UBL is understood as the relative level of the largest DN sidelobe. As a rule, the largest side lobe is the first (adjacent to the main) side lobe. petal in the region of the posterior side lobes).
For longitudinal radiation antennas, to estimate the level of radiation in the “backward” direction (in the direction opposite to the direction of the main lobe of the antenna pattern), the parameter relative level of the back radiation (from the English front / back, F / B is the forward / backward ratio) is used, and when assessing UBL this radiation is not taken into account. Also, to estimate the level of radiation in the “lateral” direction (in the direction perpendicular to the main lobe of the antenna pattern), the relative side radiation parameter (from the English front / side, F / S is the forward / sideways ratio) is used.

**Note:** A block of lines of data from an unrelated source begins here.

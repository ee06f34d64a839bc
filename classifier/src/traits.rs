use crate::controller::InteractionState;
use crate::error::Result;
use crate::types::Prediction;
use reqwest::{Request, Response};
use std::future::Future;

/// Trait for spam classifier implementations
pub trait SpamClassifier: Send + Sync {
    /// Classify one email's content
    fn classify(&self, email_content: &str) -> impl Future<Output = Result<Prediction>> + Send;
}

/// Trait for building the outbound model request
pub trait RequestBuilder: Send + Sync {
    /// Build a `generateContent` request embedding the email content
    fn build_request(&self, email_content: &str) -> Result<Request>;
}

/// Trait for turning the provider's HTTP response into model output text
pub trait ResponseConverter: Send + Sync {
    /// Extract the generated text, or fail with the provider's error
    fn convert_response(&self, response: Response) -> impl Future<Output = Result<String>> + Send;
}

/// Trait for configuration validation
pub trait ConfigValidator: Send + Sync {
    type Config;

    /// Validate configuration
    fn validate(&self, config: &Self::Config) -> Result<()>;
}

/// Type alias for the state transition observer
pub type TransitionCallback = Box<dyn Fn(&InteractionState) + Send + Sync>;
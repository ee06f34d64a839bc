use serde::{Deserialize, Serialize};

/// Verdict returned by the model for one email
#[derive(Debug, Clone, PartialEq, Eq, Serialize, Deserialize)]
pub struct Prediction {
    /// Whether the email content is considered spam
    pub is_spam: bool,
    /// Brief explanation for the classification
    pub reason: String,
}

impl Prediction {
    pub fn new<S: Into<String>>(is_spam: bool, reason: S) -> Self {
        Self {
            is_spam,
            reason: reason.into(),
        }
    }

    pub fn spam<S: Into<String>>(reason: S) -> Self {
        Self::new(true, reason)
    }

    pub fn not_spam<S: Into<String>>(reason: S) -> Self {
        Self::new(false, reason)
    }

    /// Short label for the verdict
    pub fn label(&self) -> &'static str {
        if self.is_spam {
            "Spam"
        } else {
            "Not Spam"
        }
    }
}

#[cfg(test)]
mod tests {
    use super::*;

    #[test]
    fn test_prediction_labels() {
        assert_eq!(Prediction::spam("phishing link").label(), "Spam");
        assert_eq!(Prediction::not_spam("newsletter").label(), "Not Spam");
    }

    #[test]
    fn test_prediction_serializes_with_wire_field_names() {
        let json = serde_json::to_value(Prediction::spam("urgent wire transfer")).unwrap();
        assert_eq!(json["is_spam"], true);
        assert_eq!(json["reason"], "urgent wire transfer");
    }
}
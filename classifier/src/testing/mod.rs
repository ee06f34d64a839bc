pub mod mocks;

pub use mocks::{MockClassifier, MockOutcome};
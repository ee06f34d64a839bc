use crate::config::types::ClassifierConfig;
use crate::config::validator::ConfigValidatorImpl;
use crate::error::{ClassifierError, Result};
use crate::traits::ConfigValidator;
use std::path::Path;

/// Configuration loader trait
pub trait ConfigLoader {
    fn load_from_file<P: AsRef<Path>>(path: P) -> Result<ClassifierConfig>;
    fn load_with_validation<P: AsRef<Path>>(path: P) -> Result<ClassifierConfig>;
}

/// Default configuration loader implementation
pub struct DefaultConfigLoader;

impl ConfigLoader for DefaultConfigLoader {
    /// Load configuration from a TOML file
    fn load_from_file<P: AsRef<Path>>(path: P) -> Result<ClassifierConfig> {
        let content = std::fs::read_to_string(&path).map_err(|_| ClassifierError::ConfigNotFound {
            path: path.as_ref().to_path_buf(),
        })?;

        let config: ClassifierConfig = toml::from_str(&content)?;
        Ok(config)
    }

    /// Load configuration and validate it, naming the file in any error
    fn load_with_validation<P: AsRef<Path>>(path: P) -> Result<ClassifierConfig> {
        let path_ref = path.as_ref();

        if !path_ref.exists() {
            return Err(ClassifierError::ConfigNotFound {
                path: path_ref.to_path_buf(),
            });
        }

        let content = std::fs::read_to_string(path_ref).map_err(ClassifierError::Io)?;

        let config: ClassifierConfig = toml::from_str(&content).map_err(|e| {
            ClassifierError::invalid_config(format!(
                "Failed to parse TOML in {}: {}",
                path_ref.display(),
                e
            ))
        })?;

        ConfigValidatorImpl::new().validate_with_context(&config, path_ref)?;
        Ok(config)
    }
}

impl ClassifierConfig {
    /// Create a new config builder
    pub fn builder() -> crate::config::builder::ClassifierConfigBuilder {
        crate::config::builder::ClassifierConfigBuilder::new()
    }

    /// Load configuration from a TOML file
    pub fn load_from_file<P: AsRef<Path>>(path: P) -> Result<Self> {
        DefaultConfigLoader::load_from_file(path)
    }

    /// Load configuration with validation
    pub fn load_with_validation<P: AsRef<Path>>(path: P) -> Result<Self> {
        DefaultConfigLoader::load_with_validation(path)
    }

    /// Load the first existing file among `candidates`, or the defaults when none exists
    pub fn load_or_default<P: AsRef<Path>>(candidates: &[P]) -> Result<Self> {
        match candidates.iter().find(|p| p.as_ref().is_file()) {
            Some(path) => Self::load_with_validation(path),
            None => Ok(Self::default()),
        }
    }

    /// Validate this configuration
    pub fn validate(&self) -> Result<()> {
        ConfigValidatorImpl::new().validate(self)
    }
}
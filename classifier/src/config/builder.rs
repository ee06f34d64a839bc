use crate::config::types::{ApiConfig, ClassifierConfig};
use crate::error::Result;

/// Builder for ClassifierConfig to improve API ergonomics
pub struct ClassifierConfigBuilder {
    api: ApiConfig,
}

impl ClassifierConfigBuilder {
    /// Create a new config builder seeded with the defaults
    pub fn new() -> Self {
        Self {
            api: ApiConfig::default(),
        }
    }

    /// Set the provider base URL
    #[must_use]
    pub fn base_url<S: Into<String>>(mut self, base_url: S) -> Self {
        self.api.base_url = base_url.into();
        self
    }

    /// Set the model name
    #[must_use]
    pub fn model<S: Into<String>>(mut self, model: S) -> Self {
        self.api.model = model.into();
        self
    }

    /// Set the environment variable holding the API key
    #[must_use]
    pub fn api_key_env<S: Into<String>>(mut self, var: S) -> Self {
        self.api.api_key_env = var.into();
        self
    }

    /// Set timeout in seconds
    #[must_use]
    pub fn timeout(mut self, seconds: u64) -> Self {
        self.api.timeout_seconds = Some(seconds);
        self
    }

    /// Build and validate the configuration
    pub fn build(self) -> Result<ClassifierConfig> {
        let config = ClassifierConfig { api: self.api };
        config.validate()?;
        Ok(config)
    }
}

impl Default for ClassifierConfigBuilder {
    fn default() -> Self {
        Self::new()
    }
}

#[cfg(test)]
mod tests {
    use super::*;

    #[test]
    fn test_builder_overrides() {
        let config = ClassifierConfig::builder()
            .base_url("http://127.0.0.1:3000")
            .model("gemini-2.0-flash")
            .api_key_env("GEMINI_API_KEY")
            .timeout(10)
            .build()
            .unwrap();

        assert_eq!(config.api.base_url, "http://127.0.0.1:3000");
        assert_eq!(config.api.model, "gemini-2.0-flash");
        assert_eq!(config.api.api_key_env, "GEMINI_API_KEY");
        assert_eq!(config.api.timeout_seconds, Some(10));
    }

    #[test]
    fn test_builder_rejects_invalid_values() {
        assert!(ClassifierConfig::builder().model("").build().is_err());
        assert!(ClassifierConfig::builder()
            .model(" gemini-2.5-flash ")
            .build()
            .is_err());
        assert!(ClassifierConfig::builder().base_url("not a url").build().is_err());
        assert!(ClassifierConfig::builder().timeout(0).build().is_err());
    }
}
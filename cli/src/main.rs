mod classify;
mod cli;
mod error;
mod init;
mod input;
mod logging;
mod progress;
mod render;
mod settings;
mod ui;

use clap::Parser;
use classify::ClassifyArgs;
use cli::{Cli, Commands};
use colored::Colorize;
use std::process;

fn main() {
    let cli = Cli::parse();

    let result = match cli.command {
        Commands::Classify {
            text,
            file,
            interactive,
            json,
            config,
            model,
            verbose,
        } => {
            logging::init_logging(verbose);
            classify::execute(ClassifyArgs {
                text,
                file,
                interactive,
                json,
                config_path: config,
                model,
                verbose,
            })
        }
        Commands::Init { config, force } => {
            logging::init_logging(false);
            init::execute(config, force)
        }
    };

    if let Err(err) = result {
        eprintln!("{} {}", "Error:".bold().red(), err.user_message());
        process::exit(1);
    }
}
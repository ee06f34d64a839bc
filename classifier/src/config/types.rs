use serde::{Deserialize, Serialize};

/// Default host of the Gemini REST API
pub const DEFAULT_BASE_URL: &str = "https://generativelanguage.googleapis.com";
/// Default model used for classification
pub const DEFAULT_MODEL: &str = "gemini-2.5-flash";
/// Default environment variable holding the API key
pub const DEFAULT_API_KEY_ENV: &str = "API_KEY";

/// Main configuration structure for the spam classifier
#[derive(Debug, Clone, Default, PartialEq, Eq, Deserialize, Serialize)]
#[serde(default)]
pub struct ClassifierConfig {
    /// Model endpoint settings
    pub api: ApiConfig,
}

/// Model endpoint settings
#[derive(Debug, Clone, PartialEq, Eq, Deserialize, Serialize)]
#[serde(default)]
pub struct ApiConfig {
    /// Base URL of the model provider
    pub base_url: String,
    /// Model name placed in the request path
    pub model: String,
    /// Name of the environment variable that holds the API key
    pub api_key_env: String,
    /// Request timeout in seconds; no timeout when unset
    pub timeout_seconds: Option<u64>,
}

impl Default for ApiConfig {
    fn default() -> Self {
        Self {
            base_url: DEFAULT_BASE_URL.to_string(),
            model: DEFAULT_MODEL.to_string(),
            api_key_env: DEFAULT_API_KEY_ENV.to_string(),
            timeout_seconds: None,
        }
    }
}

impl ClassifierConfig {
    /// Full `generateContent` endpoint for the configured model
    pub fn endpoint(&self) -> String {
        format!(
            "{}/v1beta/models/{}:generateContent",
            self.api.base_url.trim_end_matches('/'),
            self.api.model
        )
    }
}

#[cfg(test)]
mod tests {
    use super::*;

    #[test]
    fn test_defaults() {
        let config = ClassifierConfig::default();
        assert_eq!(config.api.base_url, DEFAULT_BASE_URL);
        assert_eq!(config.api.model, "gemini-2.5-flash");
        assert_eq!(config.api.api_key_env, "API_KEY");
        assert_eq!(config.api.timeout_seconds, None);
    }

    #[test]
    fn test_endpoint_strips_trailing_slash() {
        let mut config = ClassifierConfig::default();
        config.api.base_url = "http://127.0.0.1:9000/".to_string();
        assert_eq!(
            config.endpoint(),
            "http://127.0.0.1:9000/v1beta/models/gemini-2.5-flash:generateContent"
        );
    }

    #[test]
    fn test_partial_toml_falls_back_to_defaults() {
        let config: ClassifierConfig = toml::from_str(
            r#"
[api]
model = "gemini-2.0-flash"
"#,
        )
        .unwrap();

        assert_eq!(config.api.model, "gemini-2.0-flash");
        assert_eq!(config.api.base_url, DEFAULT_BASE_URL);
        assert_eq!(config.api.api_key_env, DEFAULT_API_KEY_ENV);
    }

    #[test]
    fn test_empty_toml_is_default() {
        let config: ClassifierConfig = toml::from_str("").unwrap();
        assert_eq!(config, ClassifierConfig::default());
    }
}
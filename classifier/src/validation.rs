use crate::error::{ClassifierError, Result, INVALID_FORMAT_MESSAGE};
use crate::types::Prediction;
use serde_json::Value;

/// Parse the model's response text into a [`Prediction`].
///
/// The text is trimmed before parsing. Only presence and type of the two
/// fields are checked: an empty `reason` is accepted and unknown fields are
/// ignored.
pub fn parse_prediction(text: &str) -> Result<Prediction> {
    let value: Value = serde_json::from_str(text.trim())
        .map_err(|e| ClassifierError::malformed_response(e.to_string()))?;

    let is_spam = value.get("is_spam").and_then(Value::as_bool);
    let reason = value.get("reason").and_then(Value::as_str);

    match (is_spam, reason) {
        (Some(is_spam), Some(reason)) => Ok(Prediction::new(is_spam, reason)),
        _ => Err(ClassifierError::malformed_response(INVALID_FORMAT_MESSAGE)),
    }
}
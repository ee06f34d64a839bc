//! Fixed instructions and response schema sent with every classification request.

use serde_json::{json, Value};

/// Build the instructional prompt embedding the email content
pub fn build_prompt(email_content: &str) -> String {
    format!(
        r#"
Analyze the following email content and determine if it is spam.
Your analysis should be based on common spam characteristics such as suspicious links, urgent requests for personal information, grammatical errors, unsolicited offers, and generic greetings.
Provide a clear 'true' or 'false' classification for 'is_spam' and a concise reason for your decision.

Email Content:
---
{email_content}
---
"#
    )
}

/// Schema constraining the model output to `{ is_spam: boolean, reason: string }`
pub fn response_schema() -> Value {
    json!({
        "type": "OBJECT",
        "properties": {
            "is_spam": {
                "type": "BOOLEAN",
                "description": "Is the email content considered spam?"
            },
            "reason": {
                "type": "STRING",
                "description": "A brief explanation for the classification."
            }
        },
        "required": ["is_spam", "reason"]
    })
}

#[cfg(test)]
mod tests {
    use super::*;

    #[test]
    fn test_prompt_embeds_content_between_delimiters() {
        let prompt = build_prompt("Congratulations, you won!");

        assert!(prompt.contains("determine if it is spam"));
        assert!(prompt.contains("---\nCongratulations, you won!\n---"));
    }

    #[test]
    fn test_prompt_keeps_content_verbatim() {
        let content = "  Hi {name},\n\nclick http://example.com  ";
        assert!(build_prompt(content).contains(content));
    }

    #[test]
    fn test_schema_requires_both_fields() {
        let schema = response_schema();

        assert_eq!(schema["type"], "OBJECT");
        assert_eq!(schema["properties"]["is_spam"]["type"], "BOOLEAN");
        assert_eq!(schema["properties"]["reason"]["type"], "STRING");
        assert_eq!(schema["required"], json!(["is_spam", "reason"]));
    }
}
use std::path::PathBuf;
use thiserror::Error;

/// Result type alias for spam classification operations
pub type Result<T> = std::result::Result<T, ClassifierError>;

/// Prefix shared by every failure that comes back from the model call
pub const PREDICTION_FAILURE_PREFIX: &str = "Failed to get prediction from Gemini API";

/// Message shown when the submitted email content is blank
pub const EMPTY_INPUT_MESSAGE: &str = "Email content cannot be empty.";

/// Message used when the model answers with JSON of the wrong shape
pub const INVALID_FORMAT_MESSAGE: &str = "Invalid response format from API";

/// Error types for spam classification
#[derive(Debug, Error)]
pub enum ClassifierError {
    #[error("{}", EMPTY_INPUT_MESSAGE)]
    EmptyInput,

    #[error("{var} environment variable not set")]
    MissingApiKey { var: String },

    #[error("IO error: {0}")]
    Io(#[from] std::io::Error),

    #[error("Configuration parse error: {0}")]
    ConfigParse(#[from] toml::de::Error),

    #[error("Configuration file not found: {path}")]
    ConfigNotFound { path: PathBuf },

    #[error("Invalid configuration: {message}")]
    InvalidConfig { message: String },

    /// Network, authentication, quota, or any other non-success answer from the provider
    #[error("{}: {message}", PREDICTION_FAILURE_PREFIX)]
    Request { message: String },

    /// Response text that is not JSON, or JSON without the expected fields
    #[error("{}: {message}", PREDICTION_FAILURE_PREFIX)]
    MalformedResponse { message: String },
}

impl ClassifierError {
    /// Create a new invalid configuration error
    pub fn invalid_config<S: Into<String>>(message: S) -> Self {
        Self::InvalidConfig {
            message: message.into(),
        }
    }

    /// Create a new external call error
    pub fn request<S: Into<String>>(message: S) -> Self {
        Self::Request {
            message: message.into(),
        }
    }

    /// Create a new malformed response error
    pub fn malformed_response<S: Into<String>>(message: S) -> Self {
        Self::MalformedResponse {
            message: message.into(),
        }
    }

    /// Create a new missing credential error
    pub fn missing_api_key<S: Into<String>>(var: S) -> Self {
        Self::MissingApiKey { var: var.into() }
    }

    pub fn is_request_failure(&self) -> bool {
        matches!(self, Self::Request { .. })
    }

    pub fn is_malformed_response(&self) -> bool {
        matches!(self, Self::MalformedResponse { .. })
    }

    /// True for failures produced while talking to the model, as opposed to
    /// input validation or local setup problems.
    pub fn is_prediction_failure(&self) -> bool {
        self.is_request_failure() || self.is_malformed_response()
    }
}

impl From<reqwest::Error> for ClassifierError {
    fn from(err: reqwest::Error) -> Self {
        Self::request(err.to_string())
    }
}
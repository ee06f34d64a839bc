use crate::error::Result;
use spam_classifier::ClassifierConfig;
use std::path::PathBuf;

/// Configuration file looked up in the working directory
pub const LOCAL_CONFIG_FILE: &str = "spam-detect.toml";

/// Configuration files tried in order when `--config` is not given
pub fn config_candidates() -> Vec<PathBuf> {
    let mut candidates = vec![PathBuf::from(LOCAL_CONFIG_FILE)];
    if let Some(dir) = dirs::config_dir() {
        candidates.push(dir.join("spam-detect").join("config.toml"));
    }
    candidates
}

/// Load the configuration for this run and apply command-line overrides
pub fn load_config(explicit: Option<&str>, model: Option<&str>) -> Result<ClassifierConfig> {
    let mut config = match explicit {
        Some(path) => ClassifierConfig::load_with_validation(path)?,
        None => ClassifierConfig::load_or_default(&config_candidates())?,
    };

    if let Some(model) = model {
        config.api.model = model.to_string();
        config.validate()?;
    }

    Ok(config)
}
//! Spam Classifier - email spam detection through a hosted language model
//!
//! This crate sends email content to the Gemini `generateContent` endpoint
//! with a schema-constrained prompt and turns the answer into a
//! [`Prediction`]. The [`InteractionController`] wraps a classifier in the
//! idle/loading/success/error lifecycle a user interface renders.

// Core modules
pub mod config;
pub mod error;
pub mod types;

// Classification modules
pub mod controller;
pub mod http;
pub mod prompt;
pub mod traits;
pub mod validation;

#[cfg(any(test, feature = "testing"))]
pub mod testing;

// Re-export main types for convenience
pub use config::{ApiKey, ClassifierConfig, ClassifierConfigBuilder};
pub use controller::{InteractionController, InteractionState};
pub use error::{ClassifierError, Result};
pub use http::GeminiClient;
pub use traits::{SpamClassifier, TransitionCallback};
pub use types::Prediction;

/// Classify one email with a client built from `config`, reading the API key
/// from the configured environment variable
pub async fn detect_spam(config: &ClassifierConfig, email_content: &str) -> Result<Prediction> {
    let client = GeminiClient::from_env(config)?;
    client.classify(email_content).await
}
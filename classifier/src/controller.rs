//! Request lifecycle for one user: idle, loading, then a single result or error.

use crate::error::{ClassifierError, EMPTY_INPUT_MESSAGE};
use crate::traits::{SpamClassifier, TransitionCallback};
use crate::types::Prediction;

/// The one active interaction state
#[derive(Debug, Clone, PartialEq, Eq, Default)]
pub enum InteractionState {
    #[default]
    Idle,
    Loading,
    Success(Prediction),
    Error(String),
}

impl InteractionState {
    pub fn is_loading(&self) -> bool {
        matches!(self, Self::Loading)
    }

    pub fn prediction(&self) -> Option<&Prediction> {
        match self {
            Self::Success(prediction) => Some(prediction),
            _ => None,
        }
    }

    pub fn error_message(&self) -> Option<&str> {
        match self {
            Self::Error(message) => Some(message),
            _ => None,
        }
    }

    fn name(&self) -> &'static str {
        match self {
            Self::Idle => "idle",
            Self::Loading => "loading",
            Self::Success(_) => "success",
            Self::Error(_) => "error",
        }
    }
}

/// Drives a [`SpamClassifier`] through the interaction lifecycle
pub struct InteractionController<C: SpamClassifier> {
    classifier: C,
    state: InteractionState,
    on_transition: Option<TransitionCallback>,
}

impl<C: SpamClassifier> InteractionController<C> {
    pub fn new(classifier: C) -> Self {
        Self {
            classifier,
            state: InteractionState::Idle,
            on_transition: None,
        }
    }

    /// Observe every state change
    pub fn with_transition_callback(mut self, callback: TransitionCallback) -> Self {
        self.on_transition = Some(callback);
        self
    }

    pub fn state(&self) -> &InteractionState {
        &self.state
    }

    pub fn classifier(&self) -> &C {
        &self.classifier
    }

    /// Whether a submission of `input` would be accepted right now
    pub fn can_submit(&self, input: &str) -> bool {
        !self.state.is_loading() && !input.is_empty()
    }

    /// Run one submission and return the resulting state.
    ///
    /// Blank input ends in the empty-input error without calling the
    /// classifier. Any previous outcome is cleared by the `Loading`
    /// transition before the classifier is invoked.
    pub async fn submit(&mut self, input: &str) -> &InteractionState {
        if self.state.is_loading() {
            tracing::warn!("Submission ignored while a request is in flight");
            return &self.state;
        }

        if input.trim().is_empty() {
            self.transition(InteractionState::Error(EMPTY_INPUT_MESSAGE.to_string()));
            return &self.state;
        }

        self.transition(InteractionState::Loading);

        let next = match self.classifier.classify(input).await {
            Ok(prediction) => InteractionState::Success(prediction),
            Err(ClassifierError::EmptyInput) => {
                InteractionState::Error(EMPTY_INPUT_MESSAGE.to_string())
            }
            Err(err) => InteractionState::Error(err.to_string()),
        };
        self.transition(next);

        &self.state
    }

    /// Return to idle, discarding any result or error
    pub fn reset(&mut self) {
        self.transition(InteractionState::Idle);
    }

    fn transition(&mut self, next: InteractionState) {
        tracing::debug!(from = self.state.name(), to = next.name(), "Interaction state change");
        self.state = next;
        if let Some(callback) = &self.on_transition {
            callback(&self.state);
        }
    }
}
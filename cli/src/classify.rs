use crate::error::{CliError, Result};
use crate::input::{self, InputSource};
use crate::progress::LoadingIndicator;
use crate::render;
use crate::settings;
use crate::ui;
use dialoguer::{theme::ColorfulTheme, Confirm};
use spam_classifier::{GeminiClient, InteractionController, SpamClassifier};
use tokio::runtime::Runtime;

#[derive(Debug, Clone)]
pub struct ClassifyArgs {
    pub text: Option<String>,
    pub file: Option<String>,
    pub interactive: bool,
    pub json: bool,
    pub config_path: Option<String>,
    pub model: Option<String>,
    pub verbose: bool,
}

pub fn execute(args: ClassifyArgs) -> Result<()> {
    let rt = Runtime::new()
        .map_err(|e| CliError::Other(format!("Failed to create async runtime: {}", e)))?;

    rt.block_on(execute_async(args))
}

async fn execute_async(args: ClassifyArgs) -> Result<()> {
    let config = settings::load_config(args.config_path.as_deref(), args.model.as_deref())?;
    tracing::debug!(?config, "Loaded configuration");

    // A missing credential ends the run before any input is read
    let client = GeminiClient::from_env(&config)?;

    if args.verbose {
        ui::note(&format!("Model: {}", config.api.model));
        ui::note(&format!("Endpoint: {}", config.endpoint()));
    }

    let indicator = LoadingIndicator::new("Analyzing email...");
    let mut controller =
        InteractionController::new(client).with_transition_callback(indicator.observe());

    let source = input::resolve_source(
        args.text.clone(),
        args.file.clone(),
        args.interactive,
        atty::is(atty::Stream::Stdin),
    );

    match source {
        InputSource::Editor => {
            run_interactive(&mut controller, &indicator, &args, &config.api.model).await
        }
        source => {
            let content = input::read_input(&source)?;
            let output = run_once(&mut controller, &content, args.json, &config.api.model).await?;
            println!("{output}");
            if args.verbose {
                if let Some(elapsed) = indicator.last_duration() {
                    ui::note(&format!("Classified in {elapsed}"));
                }
            }
            Ok(())
        }
    }
}

/// Submit one email and render the outcome; an error state becomes `Err`
async fn run_once<C: SpamClassifier>(
    controller: &mut InteractionController<C>,
    content: &str,
    json: bool,
    model: &str,
) -> Result<String> {
    let state = controller.submit(content).await;
    render::render_state(state, json, model)
}

async fn run_interactive<C: SpamClassifier>(
    controller: &mut InteractionController<C>,
    indicator: &LoadingIndicator,
    args: &ClassifyArgs,
    model: &str,
) -> Result<()> {
    ui::heading("AI Spam Mail Detection");
    ui::note("Write or paste the email in your editor, then save and close it.");

    loop {
        let content = input::compose_in_editor()?;

        match run_once(controller, &content, args.json, model).await {
            Ok(output) => println!("\n{output}\n"),
            Err(CliError::Prediction(message)) => ui::error(&message),
            Err(err) => return Err(err),
        }

        if args.verbose {
            if let Some(elapsed) = indicator.last_duration() {
                ui::note(&format!("Last request took {elapsed}"));
            }
        }

        let again = Confirm::with_theme(&ColorfulTheme::default())
            .with_prompt("Classify another email?")
            .default(true)
            .interact()?;
        if !again {
            break;
        }
        controller.reset();
    }

    ui::success("Done");
    Ok(())
}
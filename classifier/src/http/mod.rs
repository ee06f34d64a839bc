pub mod client;
pub mod payload;
pub mod request_builder;
pub mod response_converter;

pub use client::GeminiClient;
pub use request_builder::RequestBuilderImpl;
pub use response_converter::ResponseConverterImpl;
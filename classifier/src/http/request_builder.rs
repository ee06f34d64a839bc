use crate::config::{ApiKey, ClassifierConfig};
use crate::error::{ClassifierError, Result};
use crate::http::payload::GenerateContentRequest;
use crate::prompt::{build_prompt, response_schema};
use crate::traits::RequestBuilder;
use reqwest::{Client, Request};
use url::Url;

/// Header carrying the API key
pub const API_KEY_HEADER: &str = "x-goog-api-key";

/// Implementation of RequestBuilder trait
#[derive(Clone)]
pub struct RequestBuilderImpl {
    client: Client,
    endpoint: Url,
    api_key: ApiKey,
}

impl RequestBuilderImpl {
    /// Create a new request builder for the configured model endpoint
    pub fn new(client: Client, config: &ClassifierConfig, api_key: ApiKey) -> Result<Self> {
        let endpoint = Url::parse(&config.endpoint()).map_err(|e| {
            ClassifierError::invalid_config(format!("Invalid model endpoint: {}", e))
        })?;

        Ok(Self {
            client,
            endpoint,
            api_key,
        })
    }

    pub fn endpoint(&self) -> &Url {
        &self.endpoint
    }
}

impl RequestBuilder for RequestBuilderImpl {
    fn build_request(&self, email_content: &str) -> Result<Request> {
        let payload =
            GenerateContentRequest::json_completion(build_prompt(email_content), response_schema());

        self.client
            .post(self.endpoint.clone())
            .header(API_KEY_HEADER, self.api_key.expose())
            .json(&payload)
            .build()
            .map_err(Into::into)
    }
}
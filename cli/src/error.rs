use spam_classifier::ClassifierError;
use thiserror::Error;

#[derive(Debug, Error)]
pub enum CliError {
    #[error("IO error: {0}")]
    Io(#[from] std::io::Error),

    #[error("Classifier error: {0}")]
    Classifier(#[from] ClassifierError),

    #[error("Failed to serialize JSON: {0}")]
    Json(#[from] serde_json::Error),

    #[error("Dialoguer error: {0}")]
    DialoguerError(#[from] dialoguer::Error),

    /// The classification finished in the error state
    #[error("{0}")]
    Prediction(String),

    #[error("{0}")]
    Other(String),

    #[error("{0}: {1}")]
    WithContext(String, Box<CliError>),
}

impl CliError {
    pub fn with_context<C: Into<String>>(self, context: C) -> Self {
        Self::WithContext(context.into(), Box::new(self))
    }

    pub fn user_message(&self) -> String {
        match self {
            Self::Io(err) => format!("I/O operation failed: {err}"),
            Self::Classifier(err) => err.to_string(),
            Self::Json(err) => format!("Failed to serialize JSON: {err}"),
            Self::DialoguerError(err) => format!("UI interaction error: {err}"),
            Self::Prediction(msg) => msg.clone(),
            Self::Other(msg) => msg.clone(),
            Self::WithContext(ctx, err) => format!("{ctx}: {}", err.user_message()),
        }
    }
}

pub type Result<T> = std::result::Result<T, CliError>;

pub trait ResultExt<T, E> {
    fn with_context<C, F>(self, context: F) -> Result<T>
    where
        C: Into<String>,
        F: FnOnce() -> C;
}

impl<T, E> ResultExt<T, E> for std::result::Result<T, E>
where
    E: Into<CliError>,
{
    fn with_context<C, F>(self, context: F) -> Result<T>
    where
        C: Into<String>,
        F: FnOnce() -> C,
    {
        self.map_err(|err| {
            let cli_err: CliError = err.into();
            cli_err.with_context(context())
        })
    }
}

#[cfg(test)]
mod tests {
    use super::*;

    #[test]
    fn test_classifier_errors_keep_their_message() {
        let err: CliError = ClassifierError::missing_api_key("API_KEY").into();
        assert_eq!(err.user_message(), "API_KEY environment variable not set");
    }

    #[test]
    fn test_context_is_prepended() {
        let io = std::io::Error::new(std::io::ErrorKind::NotFound, "no such file");
        let err: Result<()> = Err(io).with_context(|| "Failed to read mail.txt");

        let message = err.unwrap_err().user_message();
        assert!(message.starts_with("Failed to read mail.txt: I/O operation failed"));
        assert!(message.contains("no such file"));
    }
}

UBL, like the width of the main lobe of the antenna pattern, are the parameters that determine the resolution and noise immunity of radio engineering systems. Therefore, in the technical specifications for the development of antennas, great importance is attached to these parameters. The beam width and UBL are monitored both during the commissioning of the antenna and during operation.
Related concepts
A photonic crystal is a solid-state structure with a periodically changing dielectric constant or inhomogeneity, the period of which is comparable to the wavelength of light.
A fiber Bragg grating (FBG) is a distributed Bragg reflector (a type of diffraction grating) formed in the light-carrying core of an optical fiber. FBGs have a narrow reflection spectrum, are used in fiber lasers, fiber-optic sensors, for stabilization and change of the wavelength of lasers and laser diodes, etc.